Diagnosis of the virus
Clinically, Marburg virus can be difficult to distinguish from other infectious diseases like malaria, typhoid fever, shigellosis, meningitis, and other viral hemorrhagic fevers. The following diagnostic methods are used to confirm that symptoms are caused by Marburg virus infection:
- Antibody-capture enzyme-linked immunosorbent assay (ELISA)
- Antigen-capture detection tests
- Serum neutralization test
- Reverse transcriptase polymerase chain reaction (RT-PCR) assay
- Electron microscopy
- Virus isolation by cell culture
Patient samples pose an extreme biohazard risk; laboratory testing on non-inactivated samples should be performed under the strictest biological containment conditions. When transported nationally and internationally, all biological specimens should be packaged using the triple packaging system.
There are no vaccines or antiviral treatments approved to treat the virus.

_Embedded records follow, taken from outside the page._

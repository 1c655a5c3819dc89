//! All-or-nothing batch mutations.
//!
//! A batch is validated in full before the first edge list is touched, so a
//! rejected batch leaves the graph exactly as it was.

use std::collections::HashSet;

use tracing::{debug, instrument};

use crate::{
    error::{GeoGraphError, Result},
    node::{Node, NodeId},
};

use super::core::GeoGraph;

impl GeoGraph {
    /// Inserts every node in `nodes`, or none of them.
    ///
    /// Returns the number of inserted nodes.
    ///
    /// # Errors
    /// Returns [`GeoGraphError::DuplicateNode`] when an identifier is already
    /// present or repeats within the batch.
    #[instrument(name = "geograph.add_nodes", level = "debug", err, skip_all)]
    pub fn add_nodes(&mut self, nodes: impl IntoIterator<Item = Node>) -> Result<usize> {
        let nodes: Vec<Node> = nodes.into_iter().collect();
        self.ensure_insertable(&nodes)?;

        let inserted = nodes.len();
        self.order.reserve(inserted);
        self.entries.reserve(inserted);
        for node in nodes {
            self.attach(node);
        }
        debug!(inserted, total = self.len(), "inserted batch");
        Ok(inserted)
    }

    /// Removes every node named in `ids`, or none of them.
    ///
    /// Returns the removed nodes in the order requested.
    ///
    /// # Errors
    /// Returns [`GeoGraphError::NodeNotFound`] when an identifier is absent or
    /// repeats within the request.
    #[instrument(name = "geograph.remove_nodes", level = "debug", err, skip_all)]
    pub fn remove_nodes<'a>(
        &mut self,
        ids: impl IntoIterator<Item = &'a NodeId>,
    ) -> Result<Vec<Node>> {
        let ids: Vec<&NodeId> = ids.into_iter().collect();
        let mut seen = HashSet::with_capacity(ids.len());
        for &id in &ids {
            if !self.contains(id) || !seen.insert(id) {
                return Err(GeoGraphError::NodeNotFound { id: id.clone() });
            }
        }

        let removed: Vec<Node> = ids.into_iter().filter_map(|id| self.detach(id)).collect();
        debug!(removed = removed.len(), remaining = self.len(), "removed batch");
        Ok(removed)
    }

    fn ensure_insertable(&self, nodes: &[Node]) -> Result<()> {
        let mut seen = HashSet::with_capacity(nodes.len());
        for node in nodes {
            if self.contains(node.id()) || !seen.insert(node.id()) {
                return Err(GeoGraphError::DuplicateNode {
                    id: node.id().clone(),
                });
            }
        }
        Ok(())
    }
}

However, supportive care – rehydration with oral or intravenous fluids – and treatment of specific symptoms, improves survival. A range of potential treatments, including blood products, immune therapies and drug therapies, as well as candidate vaccines with phase 1 data are being evaluated.
Incubation period: Within an incubation period of 2-21 days, infected individuals get fever, chills, headache, and myalgia (muscle pain).
The UAE has advised Emiratis not to travel to Tanzania and Guinea due to the recent outbreak of the Marburg virus. To ensure the safety of Emirati citizens, the Ministry of Foreign Affairs and International Cooperation has recommended postponing all travel plans to these destinations until further notice. In case of an emergency, Emiratis are advised to contact the ministry through the hotline number 0097180024.
The Ministry's warning comes as a precautionary measure to prevent the spread of the virus and to ensure the safety of UAE citizens.
Saudi Arabia has advised against traveling to Equatorial Guinea and Tanzania due to the Marburg virus outbreak.
Saudi Arabia’s Public Healthy Authority (WEQAYA) advised its citizens not to travel to the two African countries until the disease was brought under control, the official Saudi Press Agency (SPA) reported on Friday.
The Ministry of Health has affirmed its continued close follow-up on regional and global developments regarding the health conditions related to monitoring a number of cases infected with the Marburg Virus Disease (MVD) in Tanzania and Equatorial Guinea.
Oman has issued a similar warning with the health ministry calling on its citizens not to travel to both countries unless“extremely necessary.” The death toll from the outbreak of Marburg virus in Equatorial Guinea has reached nine, the health ministry said on Thursday amid World Health Organization estimates the real toll is double that.
The Ministry of Foreign Affairs has urged Kuwaitis to avoid traveling to the United Republic of Tanzania and Equatorial Guinea until further notice. The ministry has also advised citizens in these countries to adhere to the preventive health measures and guidelines issued by local health authorities.
The decision was made following reports of Marburg virus disease outbreaks in these two countries and based on the recommendations of the Gulf Center for Disease Prevention and Control and the Ministry of Health in Kuwait.
The health authorities of Bahrain have allayed concerns over the Marburg virus that has claimed several lives in Equatorial Guinea and Tanzania. The Health Ministry said the virus was unlikely to affect Bahrain as the kingdom had no direct flights to the two African countries .
Owing to the increasing number of visitors to Thailand, the department would closely monitor the situation through the WHO, the Department of Disease Control said. Thailand has tightened restrictions and urged health centres throughout the country to be on alert, as the two possible cases of the virus on the Cameroon – Equatorial Guinea boundary have just been reported.